* Work order *
Copies of all lines that contain "iter" are needed; take them from the data below.
::: Exercise inputs
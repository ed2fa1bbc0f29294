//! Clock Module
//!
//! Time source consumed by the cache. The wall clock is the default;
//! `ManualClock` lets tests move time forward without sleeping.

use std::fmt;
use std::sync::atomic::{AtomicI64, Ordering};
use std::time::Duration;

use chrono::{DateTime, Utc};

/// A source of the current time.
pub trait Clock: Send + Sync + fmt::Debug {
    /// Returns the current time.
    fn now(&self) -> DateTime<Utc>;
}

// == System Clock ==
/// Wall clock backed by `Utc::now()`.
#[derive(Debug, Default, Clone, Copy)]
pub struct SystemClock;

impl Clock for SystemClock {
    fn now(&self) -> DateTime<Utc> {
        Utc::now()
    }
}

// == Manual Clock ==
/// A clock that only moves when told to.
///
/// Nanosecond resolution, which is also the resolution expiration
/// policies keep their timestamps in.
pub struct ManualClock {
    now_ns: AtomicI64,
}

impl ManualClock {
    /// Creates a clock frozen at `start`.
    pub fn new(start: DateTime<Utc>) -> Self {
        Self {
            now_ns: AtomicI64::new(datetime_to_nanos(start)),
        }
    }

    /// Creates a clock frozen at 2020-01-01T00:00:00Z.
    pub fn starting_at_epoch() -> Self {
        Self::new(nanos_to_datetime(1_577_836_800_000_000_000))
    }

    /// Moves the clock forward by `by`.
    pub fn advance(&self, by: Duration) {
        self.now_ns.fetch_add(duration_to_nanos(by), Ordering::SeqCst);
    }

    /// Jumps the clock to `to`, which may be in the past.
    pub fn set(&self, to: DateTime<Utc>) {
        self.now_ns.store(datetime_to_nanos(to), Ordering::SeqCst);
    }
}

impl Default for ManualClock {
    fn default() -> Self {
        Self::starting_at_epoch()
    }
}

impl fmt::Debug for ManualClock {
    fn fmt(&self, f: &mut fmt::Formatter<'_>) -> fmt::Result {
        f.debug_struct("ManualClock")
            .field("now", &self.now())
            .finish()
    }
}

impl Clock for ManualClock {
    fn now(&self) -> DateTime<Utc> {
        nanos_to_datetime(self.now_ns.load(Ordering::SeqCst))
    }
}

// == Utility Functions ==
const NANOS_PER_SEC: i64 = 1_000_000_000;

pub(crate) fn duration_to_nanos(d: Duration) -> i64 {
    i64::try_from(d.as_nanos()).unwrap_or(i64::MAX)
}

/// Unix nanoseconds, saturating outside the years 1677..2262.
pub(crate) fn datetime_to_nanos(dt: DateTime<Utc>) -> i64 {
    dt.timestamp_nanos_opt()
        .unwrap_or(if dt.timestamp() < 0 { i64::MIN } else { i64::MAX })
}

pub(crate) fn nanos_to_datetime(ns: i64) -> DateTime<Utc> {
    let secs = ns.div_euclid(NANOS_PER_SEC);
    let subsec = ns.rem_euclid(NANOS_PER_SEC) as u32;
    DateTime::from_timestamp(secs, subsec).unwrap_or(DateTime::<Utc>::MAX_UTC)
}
::::::
::: Exercise inputs
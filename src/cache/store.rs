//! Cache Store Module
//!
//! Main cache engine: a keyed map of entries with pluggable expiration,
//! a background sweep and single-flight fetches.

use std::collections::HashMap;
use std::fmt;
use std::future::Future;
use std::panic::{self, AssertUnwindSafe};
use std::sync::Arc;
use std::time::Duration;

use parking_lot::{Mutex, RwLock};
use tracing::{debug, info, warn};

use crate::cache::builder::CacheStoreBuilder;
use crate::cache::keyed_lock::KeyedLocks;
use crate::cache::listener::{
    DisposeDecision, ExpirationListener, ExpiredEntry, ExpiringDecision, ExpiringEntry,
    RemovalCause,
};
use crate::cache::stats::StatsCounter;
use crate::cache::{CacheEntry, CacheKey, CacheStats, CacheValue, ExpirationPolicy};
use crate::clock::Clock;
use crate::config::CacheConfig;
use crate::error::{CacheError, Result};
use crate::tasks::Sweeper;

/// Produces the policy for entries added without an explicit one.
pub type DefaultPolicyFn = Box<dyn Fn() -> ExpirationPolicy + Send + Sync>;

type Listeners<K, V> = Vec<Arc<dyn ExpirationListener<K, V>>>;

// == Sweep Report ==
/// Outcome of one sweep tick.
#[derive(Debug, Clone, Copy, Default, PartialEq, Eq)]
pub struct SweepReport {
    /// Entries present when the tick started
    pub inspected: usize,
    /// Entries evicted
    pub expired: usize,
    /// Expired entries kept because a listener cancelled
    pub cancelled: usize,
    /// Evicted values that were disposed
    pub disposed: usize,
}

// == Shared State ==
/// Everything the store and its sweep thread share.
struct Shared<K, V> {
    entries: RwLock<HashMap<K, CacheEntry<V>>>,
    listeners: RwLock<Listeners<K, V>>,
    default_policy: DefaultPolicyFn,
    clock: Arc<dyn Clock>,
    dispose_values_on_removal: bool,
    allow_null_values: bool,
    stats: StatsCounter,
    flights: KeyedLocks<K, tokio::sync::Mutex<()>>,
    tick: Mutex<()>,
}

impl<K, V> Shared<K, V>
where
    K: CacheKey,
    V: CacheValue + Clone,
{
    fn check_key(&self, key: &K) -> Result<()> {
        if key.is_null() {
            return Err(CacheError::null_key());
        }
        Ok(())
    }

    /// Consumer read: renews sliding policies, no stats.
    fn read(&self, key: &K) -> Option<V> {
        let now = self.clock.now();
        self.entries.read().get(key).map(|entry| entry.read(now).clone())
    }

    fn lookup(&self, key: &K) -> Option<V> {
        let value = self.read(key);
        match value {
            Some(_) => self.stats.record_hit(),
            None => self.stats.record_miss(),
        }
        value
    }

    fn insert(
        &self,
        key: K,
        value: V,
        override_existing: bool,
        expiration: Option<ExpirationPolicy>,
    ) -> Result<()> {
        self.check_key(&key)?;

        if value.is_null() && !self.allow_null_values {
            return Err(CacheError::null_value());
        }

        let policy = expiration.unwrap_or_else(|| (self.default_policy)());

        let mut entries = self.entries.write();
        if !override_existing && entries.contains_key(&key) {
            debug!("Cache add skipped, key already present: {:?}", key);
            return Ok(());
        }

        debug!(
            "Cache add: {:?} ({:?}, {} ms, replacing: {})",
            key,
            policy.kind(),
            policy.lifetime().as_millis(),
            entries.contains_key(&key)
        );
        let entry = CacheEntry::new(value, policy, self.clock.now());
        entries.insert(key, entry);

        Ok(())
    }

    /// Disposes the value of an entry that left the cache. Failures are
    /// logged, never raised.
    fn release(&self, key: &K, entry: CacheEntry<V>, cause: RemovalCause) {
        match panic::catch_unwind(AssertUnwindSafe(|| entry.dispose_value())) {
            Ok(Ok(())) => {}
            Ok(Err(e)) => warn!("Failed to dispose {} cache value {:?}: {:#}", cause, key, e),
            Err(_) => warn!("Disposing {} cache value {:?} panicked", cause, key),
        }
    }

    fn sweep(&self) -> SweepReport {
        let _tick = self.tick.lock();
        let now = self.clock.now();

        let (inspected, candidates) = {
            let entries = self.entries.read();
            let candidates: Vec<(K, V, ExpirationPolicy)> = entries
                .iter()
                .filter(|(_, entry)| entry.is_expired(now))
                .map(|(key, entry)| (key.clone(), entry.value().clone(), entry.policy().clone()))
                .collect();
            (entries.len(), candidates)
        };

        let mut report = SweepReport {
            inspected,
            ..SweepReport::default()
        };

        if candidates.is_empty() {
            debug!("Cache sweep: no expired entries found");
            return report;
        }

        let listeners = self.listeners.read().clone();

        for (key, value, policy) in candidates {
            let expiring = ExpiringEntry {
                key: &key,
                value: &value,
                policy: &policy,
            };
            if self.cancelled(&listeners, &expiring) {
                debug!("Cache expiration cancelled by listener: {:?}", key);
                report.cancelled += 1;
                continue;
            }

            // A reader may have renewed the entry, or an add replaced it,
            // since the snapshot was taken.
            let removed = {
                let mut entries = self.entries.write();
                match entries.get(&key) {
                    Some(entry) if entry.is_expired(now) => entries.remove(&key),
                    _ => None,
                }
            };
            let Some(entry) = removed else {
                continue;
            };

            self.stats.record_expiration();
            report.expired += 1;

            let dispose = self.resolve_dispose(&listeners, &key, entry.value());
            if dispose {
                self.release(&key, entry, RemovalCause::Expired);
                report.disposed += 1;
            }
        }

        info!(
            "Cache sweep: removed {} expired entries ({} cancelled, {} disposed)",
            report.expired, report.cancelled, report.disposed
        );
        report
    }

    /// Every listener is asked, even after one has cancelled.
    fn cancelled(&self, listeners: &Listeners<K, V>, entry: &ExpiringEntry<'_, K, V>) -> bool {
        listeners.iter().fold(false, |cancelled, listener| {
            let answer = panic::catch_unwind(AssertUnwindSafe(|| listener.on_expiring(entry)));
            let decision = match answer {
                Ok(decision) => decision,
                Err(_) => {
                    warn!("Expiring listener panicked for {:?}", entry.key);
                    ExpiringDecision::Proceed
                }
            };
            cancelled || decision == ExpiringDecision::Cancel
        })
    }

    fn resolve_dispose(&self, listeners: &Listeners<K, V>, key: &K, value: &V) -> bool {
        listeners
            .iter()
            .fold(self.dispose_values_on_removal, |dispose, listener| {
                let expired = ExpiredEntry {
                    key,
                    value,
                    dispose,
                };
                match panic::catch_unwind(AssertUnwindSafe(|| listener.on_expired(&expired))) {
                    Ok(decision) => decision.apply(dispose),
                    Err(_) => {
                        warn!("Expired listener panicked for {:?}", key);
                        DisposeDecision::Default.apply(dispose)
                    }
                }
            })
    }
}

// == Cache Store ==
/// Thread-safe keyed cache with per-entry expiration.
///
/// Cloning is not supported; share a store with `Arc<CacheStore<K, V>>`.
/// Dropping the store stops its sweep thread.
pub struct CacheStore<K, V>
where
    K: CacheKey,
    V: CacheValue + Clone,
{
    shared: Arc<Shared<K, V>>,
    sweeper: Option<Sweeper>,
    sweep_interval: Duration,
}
::::::
* Written response *
                .iter()
        listeners.iter().fold(false, |cancelled, listener| {
            .iter()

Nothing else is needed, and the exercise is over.